▶ _TASK TO COMPLETE_
From the entries below, return exactly the lines beginning at the one that contains "let not_found = outcomes" and ending at the one that contains "use crate::error::Result;", both of them included, and only those lines.

--- --- ---

use std::path::{Path, PathBuf};

use polars::prelude::*;
use tracing::{info, info_span, instrument, warn};

use super::{
    columns,
    error::{DataError, Result},
    raw::{self, ColumnMapping},
};

/// Columns that feed the search blob. A feed without them is still usable, so they are created
/// empty with a warning instead of failing the load.
const SEARCH_SOURCE_COLUMNS: [&str; 4] = [
    columns::OFFICE_NAME,
    columns::DIVISION_NAME,
    columns::DISTRICT,
    columns::STATE,
];

/// A normalized postal directory ready to be turned into typed records.
#[derive(Debug, Clone)]
pub struct PostalData {
    /// Canonical string columns (see [`columns::ALL`]), nulls replaced with empty strings
    pub frame: DataFrame,
    /// File the data was read from, if any
    pub source: Option<PathBuf>,
    /// Rows removed because they carried no PIN code
    pub dropped_rows: usize,
    /// Canonical columns that were absent from the feed and defaulted to empty strings
    pub defaulted_columns: Vec<&'static str>,
}

impl PostalData {
    pub fn height(&self) -> usize {
        self.frame.height()
    }

    pub fn is_empty(&self) -> bool {
        self.frame.height() == 0
    }
}

/// Map a raw postal frame onto the canonical column set.
///
/// Every canonical column is present in the output and typed as string. Missing optional columns
/// become empty strings; a missing PIN column is an error. Rows are not filtered here.
#[instrument(name = "Normalize postal frame", level = "debug", skip_all)]
pub fn normalize_postal_lf(mut lf: LazyFrame) -> Result<(LazyFrame, Vec<&'static str>)> {
    let schema = lf.collect_schema()?;
    let headers = schema
        .iter_names()
        .map(|name| name.to_string())
        .collect::<Vec<_>>();
    let mapping = ColumnMapping::from_headers(&headers);

    if mapping.source_for(columns::PIN_CODE).is_none() {
        return Err(DataError::MissingColumn(columns::PIN_CODE));
    }

    let defaulted = mapping.missing();
    for column in &defaulted {
        if SEARCH_SOURCE_COLUMNS.contains(column) {
            warn!(column, "Search column not found in postal data, using empty values");
        }
    }

    let exprs = columns::ALL
        .iter()
        .map(|canonical| match mapping.source_for(canonical) {
            Some(source) => col(source)
                .cast(DataType::String)
                .fill_null(lit(""))
                .alias(*canonical),
            None => lit("").alias(*canonical),
        })
        .collect::<Vec<_>>();

    Ok((lf.select(exprs), defaulted))
}

/// Keep only rows whose PIN code is non-blank. A null pattern strips all Unicode whitespace,
/// the same rule the core applies when it builds records.
fn routable_rows(lf: LazyFrame) -> LazyFrame {
    lf.filter(
        col(columns::PIN_CODE)
            .str()
            .strip_chars(lit(NULL))
            .neq(lit("")),
    )
}

/// Normalize an already loaded frame, e.g. one assembled in memory.
pub fn postal_data_from_lf(lf: LazyFrame, source: Option<PathBuf>) -> Result<PostalData> {
    let (normalized, defaulted_columns) = normalize_postal_lf(lf)?;
    let all_rows = normalized.collect()?;
    let total = all_rows.height();
    let frame = routable_rows(all_rows.lazy()).collect()?;
    let dropped_rows = total - frame.height();
    if dropped_rows > 0 {
        warn!(dropped_rows, "Dropped postal rows without a PIN code");
    }
    Ok(PostalData {
        frame,
        source,
        dropped_rows,
        defaulted_columns,
    })
}

/// Read and normalize a postal directory CSV.
#[instrument(name = "Load postal data", level = "info", skip_all, fields(path = %path.as_ref().display()))]
pub fn load_postal_data(path: impl AsRef<Path>) -> Result<PostalData> {
    let path = path.as_ref();
    let t_load = std::time::Instant::now();
    let data = {
        let _span = info_span!("Transform Raw Data").entered();
        let lf = raw::get_postal_csv_lf(path)?;
        postal_data_from_lf(lf, Some(path.to_path_buf()))?
    };
    info!(
        rows = data.height(),
        dropped_rows = data.dropped_rows,
        elapsed = ?t_load.elapsed(),
        "Loaded postal data"
    );
    Ok(data)
}
//! Address tokenization.
//!
//! Turns a free-text address into a [`ParsedQuery`]: the first isolated 6-digit PIN code plus a
//! de-duplicated set of locality keywords with postal stop-words removed.
use std::collections::BTreeSet;

use ahash::AHashSet;
use once_cell::sync::Lazy;
use regex::Regex;
use tracing::trace;

/// Address suffixes, administrative terms, postal abbreviations, filler and direction words.
pub const DEFAULT_STOP_WORDS: &[&str] = &[
    // suffixes
    "road", "rd", "street", "st", "marg", "path", "lane", "gali", "nagar", "colony", "layout",
    "extension", "extn", "sector", "sec", "phase", "ph", "apartment", "apartments", "apt", "appts",
    "building", "bldg", "complex", "house", "no", "number", "num", "hno",
    // relative position
    "near", "opposite", "opp", "behind", "beside", "adj", "adjacent", "main", "cross", "area",
    "zone", "block", "chowk", "circle",
    // postal
    "post", "office", "po", "so", "bo", "ho", "gpo",
    // administrative
    "tehsil", "taluk", "mandal",
    "floor", "flr", "ground", "grnd",
    // filler
    "and", "or", "the", "of", "in", "at", "on",
    // directions and modifiers
    "new", "old", "north", "south", "east", "west", "central",
];

/// Shortest keyword kept, in characters.
pub const DEFAULT_MIN_KEYWORD_LEN: usize = 3;

static PIN_RE: Lazy<Regex> =
    Lazy::new(|| Regex::new(r"\b(\d{6})\b").expect("PIN pattern is a valid regex"));
static PUNCTUATION_RE: Lazy<Regex> =
    Lazy::new(|| Regex::new(r"[^\w\s-]").expect("punctuation pattern is a valid regex"));
static DELIMITER_RE: Lazy<Regex> =
    Lazy::new(|| Regex::new(r"[,\s\-/()]+").expect("delimiter pattern is a valid regex"));

/// Structured form of a free-text address.
#[cfg_attr(feature = "serde", derive(serde::Serialize, serde::Deserialize))]
#[derive(Debug, Clone, Default, PartialEq, Eq)]
pub struct ParsedQuery {
    /// First 6-digit run bounded by word boundaries, if any
    pub pin_code: Option<String>,
    /// Lower-cased locality keywords, sorted for deterministic iteration
    pub locality_keywords: BTreeSet<String>,
}

impl ParsedQuery {
    pub fn new<I, S>(pin_code: Option<String>, keywords: I) -> Self
    where
        I: IntoIterator<Item = S>,
        S: Into<String>,
    {
        Self {
            pin_code,
            locality_keywords: keywords.into_iter().map(Into::into).collect(),
        }
    }

    pub fn is_empty(&self) -> bool {
        self.pin_code.is_none() && self.locality_keywords.is_empty()
    }

    pub fn has_keywords(&self) -> bool {
        !self.locality_keywords.is_empty()
    }
}

/// Splits addresses into a PIN code and locality keywords.
#[derive(Debug, Clone)]
pub struct Tokenizer {
    stop_words: AHashSet<String>,
    min_keyword_len: usize,
}

impl Default for Tokenizer {
    fn default() -> Self {
        Self {
            stop_words: DEFAULT_STOP_WORDS.iter().map(|w| (*w).to_string()).collect(),
            min_keyword_len: DEFAULT_MIN_KEYWORD_LEN,
        }
    }
}

impl Tokenizer {
    pub fn new() -> Self {
        Self::default()
    }

    /// Add stop-words on top of the current set. Words are lower-cased.
    pub fn with_extra_stop_words<I, S>(mut self, words: I) -> Self
    where
        I: IntoIterator<Item = S>,
        S: AsRef<str>,
    {
        self.stop_words
            .extend(words.into_iter().map(|w| w.as_ref().trim().to_lowercase()));
        self
    }

    /// Tokens need at least `len` characters to become keywords.
    pub fn min_keyword_len(mut self, len: usize) -> Self {
        self.min_keyword_len = len;
        self
    }

    pub fn is_stop_word(&self, word: &str) -> bool {
        self.stop_words.contains(word)
    }

    /// Parse one address.
    pub fn tokenize(&self, input: &str) -> ParsedQuery {
        if input.trim().is_empty() {
            return ParsedQuery::default();
        }

        let lowered = input.to_lowercase();
        let pin_code = PIN_RE
            .captures(&lowered)
            .and_then(|caps| caps.get(1))
            .map(|m| m.as_str().to_string());

        // Every bounded 6-digit run goes, not just the captured one.
        let without_pins = if pin_code.is_some() {
            PIN_RE.replace_all(&lowered, "")
        } else {
            lowered.as_str().into()
        };
        let cleaned = PUNCTUATION_RE.replace_all(without_pins.trim(), "");

        let locality_keywords = DELIMITER_RE
            .split(&cleaned)
            .map(str::trim)
            .filter(|token| self.keep_token(token))
            .map(str::to_string)
            .collect::<BTreeSet<_>>();

        trace!(?pin_code, ?locality_keywords, "Tokenized address");
        ParsedQuery {
            pin_code,
            locality_keywords,
        }
    }

    fn keep_token(&self, token: &str) -> bool {
        if token.is_empty() {
            return false;
        }
        let len = token.chars().count();
        if token.chars().all(|c| c.is_ascii_digit()) && len < 2 {
            return false;
        }
        len >= self.min_keyword_len && !self.stop_words.contains(token)
    }
}

/// Parse an address with the default tokenizer.
pub fn tokenize(input: &str) -> ParsedQuery {
    static DEFAULT: Lazy<Tokenizer> = Lazy::new(Tokenizer::default);
    DEFAULT.tokenize(input)
}

#[cfg(test)]
mod tests {
    use super::*;

    fn keywords(query: &ParsedQuery) -> Vec<&str> {
        query.locality_keywords.iter().map(String::as_str).collect()
    }

    #[test]
    fn test_empty_and_blank_input() {
        assert_eq!(tokenize(""), ParsedQuery::default());
        assert_eq!(tokenize("   \t "), ParsedQuery::default());
        assert!(tokenize("").is_empty());
    }

    #[test]
    fn test_pin_is_extracted_and_not_a_keyword() {
        let query = tokenize("Connaught Place, New Delhi 110001");
        assert_eq!(query.pin_code.as_deref(), Some("110001"));
        assert_eq!(keywords(&query), vec!["connaught", "delhi", "place"]);
    }

    #[test]
    fn test_only_pin() {
        let query = tokenize("560038");
        assert_eq!(query.pin_code.as_deref(), Some("560038"));
        assert!(!query.has_keywords());
    }

    #[test]
    fn test_first_pin_wins_and_all_pins_are_removed() {
        let query = tokenize("Indiranagar 560038 forwarded to 110001");
        assert_eq!(query.pin_code.as_deref(), Some("560038"));
        assert!(!query.locality_keywords.contains("110001"));
        assert_eq!(keywords(&query), vec!["forwarded", "indiranagar"]);
    }

    #[test]
    fn test_unbounded_digit_runs_are_not_pins() {
        assert_eq!(tokenize("Invalid PIN 12345").pin_code, None);
        assert_eq!(tokenize("Ref 1234567").pin_code, None);
        assert_eq!(tokenize("ab560038").pin_code, None);
    }

    #[test]
    fn test_house_numbers_are_kept() {
        let query = tokenize("123 Main St, Indiranagar Stage 2, 560038");
        assert_eq!(query.pin_code.as_deref(), Some("560038"));
        assert_eq!(keywords(&query), vec!["123", "indiranagar", "stage"]);
    }

    #[test]
    fn test_stop_words_and_short_tokens_are_dropped() {
        let query = tokenize("Near City Mall, Park Street, Kolkata 700016, West Bengal");
        assert_eq!(keywords(&query), vec!["bengal", "city", "kolkata", "mall", "park"]);

        let query = tokenize("H.No 45, 3rd Cross, Shanti Nagar Colony, Hyderabad 500028");
        assert_eq!(query.pin_code.as_deref(), Some("500028"));
        assert_eq!(keywords(&query), vec!["3rd", "hyderabad", "shanti"]);
    }

    #[test]
    fn test_delimiters_split_tokens() {
        let query = tokenize("Anna-Nagar East, Chennai\tTamil  Nadu");
        assert_eq!(keywords(&query), vec!["anna", "chennai", "nadu", "tamil"]);

        // Punctuation is stripped before splitting, so a slash glues its neighbours.
        let query = tokenize("Fort/Colaba");
        assert_eq!(keywords(&query), vec!["fortcolaba"]);
    }

    #[test]
    fn test_duplicates_collapse() {
        let query = tokenize("Mumbai mumbai MUMBAI");
        assert_eq!(keywords(&query), vec!["mumbai"]);
    }

    #[test]
    fn test_retokenizing_keywords_is_stable() {
        for address in [
            "Connaught Place, New Delhi 110001",
            "Fort Area Mumbai, Opp GPO",
            "Sector 15, Part II, Gurgaon",
            "123 Main St, Indiranagar Stage 2, 560038",
        ] {
            let first = tokenize(address);
            let joined = first
                .locality_keywords
                .iter()
                .cloned()
                .collect::<Vec<_>>()
                .join(" ");
            assert_eq!(tokenize(&joined).locality_keywords, first.locality_keywords);
        }
    }

    #[test]
    fn test_no_stop_word_survives() {
        let tokenizer = Tokenizer::default();
        let query = tokenizer.tokenize(&DEFAULT_STOP_WORDS.join(", "));
        assert!(query.locality_keywords.is_empty());
    }

    #[test]
    fn test_extra_stop_words_and_min_len() {
        let tokenizer = Tokenizer::new()
            .with_extra_stop_words(["Mall"])
            .min_keyword_len(4);
        let query = tokenizer.tokenize("City Mall Park Kolkata");
        assert!(tokenizer.is_stop_word("mall"));
        assert_eq!(keywords(&query), vec!["city", "kolkata", "park"]);

        let query = tokenizer.tokenize("Fort Colaba Kew");
        assert_eq!(keywords(&query), vec!["colaba", "fort"]);
    }

    #[test]
    fn test_min_keyword_len_is_inclusive() {
        let query = tokenize("Kew Ab Colaba");
        assert_eq!(keywords(&query), vec!["colaba", "kew"]);

        let query = Tokenizer::new().min_keyword_len(6).tokenize("Kew Ab Colaba Thane");
        assert_eq!(keywords(&query), vec!["colaba"]);
    }
}
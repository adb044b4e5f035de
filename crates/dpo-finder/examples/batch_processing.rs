//! Batch lookups
//!
//! This example resolves many addresses at once. Batch lookups run in parallel and return the
//! outcomes in input order.

use std::time::Instant;

use dpo_finder::{
    DpoFinder, MatchStatus,
    data_processing::{TestDataConfig, create_test_data},
};

fn main() -> Result<(), Box<dyn std::error::Error>> {
    let (file, _) = create_test_data(&TestDataConfig::sample())?;
    let finder = DpoFinder::from_path(file.path());

    let addresses = vec![
        "Indiranagar, Bangalore 560038",
        "Bangalore GPO 560001",
        "Fort, Mumbai 400001",
        "Anna Nagar East, Chennai",
        "Khurda Odisha",
        "Parliament Street 110001",
        "999999 Indiranagar",
        "Nowhere in particular",
    ];

    println!("Processing {} addresses...", addresses.len());

    let start = Instant::now();
    let outcomes = finder.lookup_batch(&addresses);
    println!("Batch finished in {:?}\n", start.elapsed());

    for (address, outcome) in addresses.iter().zip(&outcomes) {
        println!(
            "  {:<32} {:<28} {} {}",
            address,
            outcome.status,
            outcome.pin.as_deref().unwrap_or("-"),
            outcome.dpo_name.as_deref().unwrap_or("-"),
        );
    }

    let resolved = outcomes
        .iter()
        .filter(|outcome| outcome.status.has_suggestion())
        .count();
    let not_found = outcomes
        .iter()
        .filter(|outcome| outcome.status == MatchStatus::NotFound)
        .count();
    println!("\n{resolved} resolved, {not_found} not found");

    Ok(())
}

#[cfg(test)]
mod tests {
    use super::*;

    fn setup_test_env() {
        let _ = dpo_finder::init_logging(tracing::Level::WARN);
    }

    #[test]
    fn test_batch_processing_example() {
        setup_test_env();
        assert!(main().is_ok(), "Batch processing example should run successfully");
    }
}
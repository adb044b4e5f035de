//! In-memory postal reference table.
use std::path::{Path, PathBuf};

use ahash::AHashMap;
pub use dpo_finder_data_processing::PostalData;
use tracing::{info, instrument, warn};

mod record;

pub use record::{OfficeType, PostalRecord, RawPostalRecord, parse_delivery_flag};

use crate::error::Result;

/// Immutable, pre-normalized collection of post offices with a PIN code index.
///
/// Records keep their feed order; every "first record" rule in the resolver refers to this order.
#[derive(Debug, Clone, Default)]
pub struct ReferenceTable {
    records: Vec<PostalRecord>,
    pin_index: AHashMap<String, Vec<usize>>,
    source: Option<PathBuf>,
}

impl ReferenceTable {
    pub fn new(records: Vec<PostalRecord>) -> Self {
        let mut pin_index: AHashMap<String, Vec<usize>> = AHashMap::new();
        for (idx, record) in records.iter().enumerate() {
            pin_index
                .entry(record.pin_code().to_string())
                .or_default()
                .push(idx);
        }
        Self {
            records,
            pin_index,
            source: None,
        }
    }

    /// Build the table from a normalized postal frame.
    pub fn from_postal_data(data: &PostalData) -> Result<Self> {
        if data.is_empty() {
            warn!(source = ?data.source, "Postal data has no routable rows");
        }
        let records = PostalRecord::from_df(&data.frame)?;
        let mut table = Self::new(records);
        table.source.clone_from(&data.source);
        Ok(table)
    }

    /// Read, normalize and index a postal directory CSV.
    #[instrument(name = "Load reference table", level = "info", skip_all)]
    pub fn load(path: impl AsRef<Path>) -> Result<Self> {
        let t_load = std::time::Instant::now();
        let data = dpo_finder_data_processing::load_postal_data(path)?;
        let table = Self::from_postal_data(&data)?;
        info!(
            records = table.len(),
            pins = table.distinct_pins(),
            elapsed = ?t_load.elapsed(),
            "Reference table ready"
        );
        Ok(table)
    }

    pub fn records(&self) -> &[PostalRecord] {
        &self.records
    }

    pub fn len(&self) -> usize {
        self.records.len()
    }

    pub fn is_empty(&self) -> bool {
        self.records.is_empty()
    }

    /// File the table was loaded from, if any.
    pub fn source(&self) -> Option<&Path> {
        self.source.as_deref()
    }

    /// All records sharing a PIN code, in table order.
    pub fn pin_group(&self, pin_code: &str) -> Vec<&PostalRecord> {
        self.pin_index
            .get(pin_code.trim())
            .map(|indices| indices.iter().map(|&idx| &self.records[idx]).collect())
            .unwrap_or_default()
    }

    pub fn contains_pin(&self, pin_code: &str) -> bool {
        self.pin_index.contains_key(pin_code.trim())
    }

    pub fn distinct_pins(&self) -> usize {
        self.pin_index.len()
    }

    pub fn delivery_offices(&self) -> usize {
        self.records.iter().filter(|r| r.is_delivery()).count()
    }

    /// First office whose name equals `name`, ignoring case and surrounding whitespace.
    pub fn find_office(&self, name: &str) -> Option<&PostalRecord> {
        let needle = name.trim().to_lowercase();
        self.records
            .iter()
            .find(|record| record.office_name_lower() == needle)
    }
}

impl FromIterator<PostalRecord> for ReferenceTable {
    fn from_iter<T: IntoIterator<Item = PostalRecord>>(iter: T) -> Self {
        Self::new(iter.into_iter().collect())
    }
}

--- --- ---

▶ _YOUR RESPONSE_
    let not_found = outcomes
        .iter()
        .filter(|outcome| outcome.status == MatchStatus::NotFound)
        .count();
    println!("\n{resolved} resolved, {not_found} not found");

    Ok(())
}

#[cfg(test)]
mod tests {
    use super::*;

    fn setup_test_env() {
        let _ = dpo_finder::init_logging(tracing::Level::WARN);
    }

    #[test]
    fn test_batch_processing_example() {
        setup_test_env();
        assert!(main().is_ok(), "Batch processing example should run successfully");
    }
}
repository adb044b4e5f035de
//! In-memory postal reference table.
use std::path::{Path, PathBuf};

use ahash::AHashMap;
pub use dpo_finder_data_processing::PostalData;
use tracing::{info, instrument, warn};

mod record;

pub use record::{OfficeType, PostalRecord, RawPostalRecord, parse_delivery_flag};

use crate::error::Result;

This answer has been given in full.